**TRY IT**
For the listing below, print exactly the lines from the line with "pub const VERSION: &str" to the line with "pub const SESSION_TTL_DEFAULT: i64 = 15 * 60;", both included, and nothing beyond them.
_____
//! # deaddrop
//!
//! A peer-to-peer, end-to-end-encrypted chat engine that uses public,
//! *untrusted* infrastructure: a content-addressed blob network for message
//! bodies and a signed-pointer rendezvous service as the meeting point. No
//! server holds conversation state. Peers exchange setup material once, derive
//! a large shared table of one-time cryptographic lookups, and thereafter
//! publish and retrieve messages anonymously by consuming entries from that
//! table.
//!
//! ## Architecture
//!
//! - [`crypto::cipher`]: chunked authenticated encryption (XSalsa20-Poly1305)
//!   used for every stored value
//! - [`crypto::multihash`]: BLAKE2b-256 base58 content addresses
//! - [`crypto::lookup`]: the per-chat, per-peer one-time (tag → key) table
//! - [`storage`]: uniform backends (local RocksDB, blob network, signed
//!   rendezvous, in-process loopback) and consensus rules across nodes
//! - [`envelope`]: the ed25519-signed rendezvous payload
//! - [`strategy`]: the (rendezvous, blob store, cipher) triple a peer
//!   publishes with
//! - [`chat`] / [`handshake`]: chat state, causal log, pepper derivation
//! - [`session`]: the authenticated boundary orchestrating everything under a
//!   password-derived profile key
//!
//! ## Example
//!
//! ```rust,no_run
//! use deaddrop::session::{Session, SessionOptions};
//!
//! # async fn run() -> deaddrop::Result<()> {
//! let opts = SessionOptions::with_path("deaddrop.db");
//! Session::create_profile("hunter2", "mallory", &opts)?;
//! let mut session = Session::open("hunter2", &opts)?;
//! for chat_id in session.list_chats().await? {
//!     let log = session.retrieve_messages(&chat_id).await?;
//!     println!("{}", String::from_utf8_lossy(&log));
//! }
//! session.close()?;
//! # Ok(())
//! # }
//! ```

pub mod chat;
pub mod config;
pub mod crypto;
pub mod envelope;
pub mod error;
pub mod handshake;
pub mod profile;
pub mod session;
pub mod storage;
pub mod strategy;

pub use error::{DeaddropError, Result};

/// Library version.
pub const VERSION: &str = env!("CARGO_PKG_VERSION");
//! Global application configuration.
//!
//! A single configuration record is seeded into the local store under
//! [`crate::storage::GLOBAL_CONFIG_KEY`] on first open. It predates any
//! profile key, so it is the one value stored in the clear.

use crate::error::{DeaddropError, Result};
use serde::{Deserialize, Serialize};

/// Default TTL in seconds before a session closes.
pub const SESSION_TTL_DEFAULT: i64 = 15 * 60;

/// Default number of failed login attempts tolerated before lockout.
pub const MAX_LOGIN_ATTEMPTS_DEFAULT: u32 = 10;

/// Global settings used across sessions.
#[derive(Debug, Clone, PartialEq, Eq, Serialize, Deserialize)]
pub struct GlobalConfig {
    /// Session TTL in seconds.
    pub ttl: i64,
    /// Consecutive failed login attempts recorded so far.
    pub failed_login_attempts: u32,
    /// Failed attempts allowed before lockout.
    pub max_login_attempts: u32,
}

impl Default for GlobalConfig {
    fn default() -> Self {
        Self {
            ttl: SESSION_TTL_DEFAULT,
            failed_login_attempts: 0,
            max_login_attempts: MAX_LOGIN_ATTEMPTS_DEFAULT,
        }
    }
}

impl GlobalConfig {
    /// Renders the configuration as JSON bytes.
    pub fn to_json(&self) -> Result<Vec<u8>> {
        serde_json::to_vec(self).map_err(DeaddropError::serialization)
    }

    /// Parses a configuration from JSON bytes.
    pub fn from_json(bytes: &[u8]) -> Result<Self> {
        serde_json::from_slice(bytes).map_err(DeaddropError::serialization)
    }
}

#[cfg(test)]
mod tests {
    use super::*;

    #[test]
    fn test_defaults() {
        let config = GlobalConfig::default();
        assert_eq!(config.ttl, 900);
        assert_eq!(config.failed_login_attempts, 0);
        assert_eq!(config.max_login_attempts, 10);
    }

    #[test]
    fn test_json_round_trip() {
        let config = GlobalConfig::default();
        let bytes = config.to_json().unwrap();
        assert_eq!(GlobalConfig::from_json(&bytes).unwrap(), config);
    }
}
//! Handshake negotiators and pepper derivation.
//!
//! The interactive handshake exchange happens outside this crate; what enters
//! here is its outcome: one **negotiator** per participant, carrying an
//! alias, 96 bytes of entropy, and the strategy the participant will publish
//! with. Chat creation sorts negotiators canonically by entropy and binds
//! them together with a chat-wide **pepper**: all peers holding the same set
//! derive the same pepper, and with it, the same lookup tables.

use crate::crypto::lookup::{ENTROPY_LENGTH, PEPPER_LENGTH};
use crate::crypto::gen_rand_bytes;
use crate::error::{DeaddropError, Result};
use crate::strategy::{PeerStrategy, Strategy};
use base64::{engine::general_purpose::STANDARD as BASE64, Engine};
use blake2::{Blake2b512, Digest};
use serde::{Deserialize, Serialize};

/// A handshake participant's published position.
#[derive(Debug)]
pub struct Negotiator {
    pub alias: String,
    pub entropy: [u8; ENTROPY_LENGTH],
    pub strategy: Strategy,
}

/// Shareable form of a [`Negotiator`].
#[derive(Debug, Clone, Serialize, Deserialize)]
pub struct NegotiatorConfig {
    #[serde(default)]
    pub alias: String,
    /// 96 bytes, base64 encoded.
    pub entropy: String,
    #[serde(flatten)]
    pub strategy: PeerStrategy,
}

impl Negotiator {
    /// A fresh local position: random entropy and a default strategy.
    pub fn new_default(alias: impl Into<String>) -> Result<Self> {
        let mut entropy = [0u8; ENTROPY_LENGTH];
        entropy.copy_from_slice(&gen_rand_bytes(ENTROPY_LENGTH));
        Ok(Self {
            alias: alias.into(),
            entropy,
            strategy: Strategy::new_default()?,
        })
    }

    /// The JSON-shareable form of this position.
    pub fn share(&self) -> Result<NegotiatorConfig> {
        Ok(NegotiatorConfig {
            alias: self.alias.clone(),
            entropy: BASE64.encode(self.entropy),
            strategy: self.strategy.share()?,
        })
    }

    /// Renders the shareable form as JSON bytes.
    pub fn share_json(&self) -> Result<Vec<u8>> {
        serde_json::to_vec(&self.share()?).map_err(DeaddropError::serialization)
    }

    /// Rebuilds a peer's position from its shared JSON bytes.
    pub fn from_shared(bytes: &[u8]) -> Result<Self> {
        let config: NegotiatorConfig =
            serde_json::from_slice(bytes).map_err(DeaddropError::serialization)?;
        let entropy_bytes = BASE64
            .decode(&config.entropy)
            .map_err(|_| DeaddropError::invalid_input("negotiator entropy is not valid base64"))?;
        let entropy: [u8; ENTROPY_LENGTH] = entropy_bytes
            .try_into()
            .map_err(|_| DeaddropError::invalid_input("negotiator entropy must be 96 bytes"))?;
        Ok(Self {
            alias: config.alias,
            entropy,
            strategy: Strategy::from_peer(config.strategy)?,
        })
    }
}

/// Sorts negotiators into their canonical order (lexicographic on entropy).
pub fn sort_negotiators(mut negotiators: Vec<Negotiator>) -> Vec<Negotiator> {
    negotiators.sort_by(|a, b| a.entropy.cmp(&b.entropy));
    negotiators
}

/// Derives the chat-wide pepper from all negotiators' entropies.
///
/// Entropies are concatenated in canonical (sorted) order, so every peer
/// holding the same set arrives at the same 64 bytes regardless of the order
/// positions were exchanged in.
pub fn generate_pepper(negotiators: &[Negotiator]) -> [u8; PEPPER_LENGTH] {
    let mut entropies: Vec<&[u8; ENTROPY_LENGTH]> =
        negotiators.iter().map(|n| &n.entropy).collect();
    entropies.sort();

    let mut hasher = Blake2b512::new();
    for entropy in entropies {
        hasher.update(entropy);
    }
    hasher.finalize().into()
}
_____
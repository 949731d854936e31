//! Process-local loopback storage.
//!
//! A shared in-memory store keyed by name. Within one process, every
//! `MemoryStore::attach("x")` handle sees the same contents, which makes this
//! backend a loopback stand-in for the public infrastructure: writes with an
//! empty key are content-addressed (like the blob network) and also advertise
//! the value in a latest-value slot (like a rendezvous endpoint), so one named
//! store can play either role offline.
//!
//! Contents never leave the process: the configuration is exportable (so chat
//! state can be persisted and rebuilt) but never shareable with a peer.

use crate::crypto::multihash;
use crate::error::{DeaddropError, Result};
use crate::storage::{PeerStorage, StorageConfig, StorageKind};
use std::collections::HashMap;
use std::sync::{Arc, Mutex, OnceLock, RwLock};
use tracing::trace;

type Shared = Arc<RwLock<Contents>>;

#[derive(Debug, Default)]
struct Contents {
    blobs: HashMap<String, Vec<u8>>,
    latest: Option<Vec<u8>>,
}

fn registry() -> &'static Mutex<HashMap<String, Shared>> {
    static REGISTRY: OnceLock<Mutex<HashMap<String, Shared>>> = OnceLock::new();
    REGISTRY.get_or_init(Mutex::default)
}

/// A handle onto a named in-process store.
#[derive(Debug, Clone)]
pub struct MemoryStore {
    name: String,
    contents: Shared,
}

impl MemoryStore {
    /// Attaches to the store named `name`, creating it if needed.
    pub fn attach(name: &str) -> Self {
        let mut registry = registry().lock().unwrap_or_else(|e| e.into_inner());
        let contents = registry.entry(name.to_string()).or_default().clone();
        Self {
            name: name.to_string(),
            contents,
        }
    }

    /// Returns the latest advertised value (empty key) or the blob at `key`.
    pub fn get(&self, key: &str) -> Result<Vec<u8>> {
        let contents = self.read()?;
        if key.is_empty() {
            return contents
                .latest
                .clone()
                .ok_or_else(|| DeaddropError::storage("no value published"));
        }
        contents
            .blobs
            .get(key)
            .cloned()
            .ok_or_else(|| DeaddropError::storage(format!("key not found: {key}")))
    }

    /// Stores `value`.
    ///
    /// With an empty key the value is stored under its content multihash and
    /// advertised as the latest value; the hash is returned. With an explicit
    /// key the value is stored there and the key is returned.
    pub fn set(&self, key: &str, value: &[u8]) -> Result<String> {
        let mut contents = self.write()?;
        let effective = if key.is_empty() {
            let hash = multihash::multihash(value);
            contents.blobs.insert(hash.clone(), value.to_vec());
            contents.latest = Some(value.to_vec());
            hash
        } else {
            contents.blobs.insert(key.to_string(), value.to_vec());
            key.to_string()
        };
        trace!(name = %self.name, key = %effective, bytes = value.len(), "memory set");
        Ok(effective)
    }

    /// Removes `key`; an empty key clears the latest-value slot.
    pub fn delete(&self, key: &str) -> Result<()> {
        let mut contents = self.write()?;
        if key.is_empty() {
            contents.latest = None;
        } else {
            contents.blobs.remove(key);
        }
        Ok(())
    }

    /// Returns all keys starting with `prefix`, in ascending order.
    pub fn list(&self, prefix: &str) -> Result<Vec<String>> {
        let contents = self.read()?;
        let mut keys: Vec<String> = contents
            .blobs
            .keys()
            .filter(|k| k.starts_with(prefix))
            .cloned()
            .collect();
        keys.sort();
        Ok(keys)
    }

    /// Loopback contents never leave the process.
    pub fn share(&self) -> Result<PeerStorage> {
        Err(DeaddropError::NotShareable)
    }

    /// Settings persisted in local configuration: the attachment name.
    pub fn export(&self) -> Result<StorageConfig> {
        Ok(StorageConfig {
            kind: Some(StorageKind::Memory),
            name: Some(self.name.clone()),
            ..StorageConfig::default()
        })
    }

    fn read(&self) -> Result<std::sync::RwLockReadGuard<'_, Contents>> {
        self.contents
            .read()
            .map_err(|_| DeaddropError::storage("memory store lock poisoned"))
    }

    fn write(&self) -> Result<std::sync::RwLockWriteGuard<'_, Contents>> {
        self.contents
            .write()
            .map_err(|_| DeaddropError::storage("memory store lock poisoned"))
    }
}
_____
**OUTPUT**
pub const VERSION: &str = env!("CARGO_PKG_VERSION");
//! Global application configuration.
//!
//! A single configuration record is seeded into the local store under
//! [`crate::storage::GLOBAL_CONFIG_KEY`] on first open. It predates any
//! profile key, so it is the one value stored in the clear.

use crate::error::{DeaddropError, Result};
use serde::{Deserialize, Serialize};

/// Default TTL in seconds before a session closes.
pub const SESSION_TTL_DEFAULT: i64 = 15 * 60;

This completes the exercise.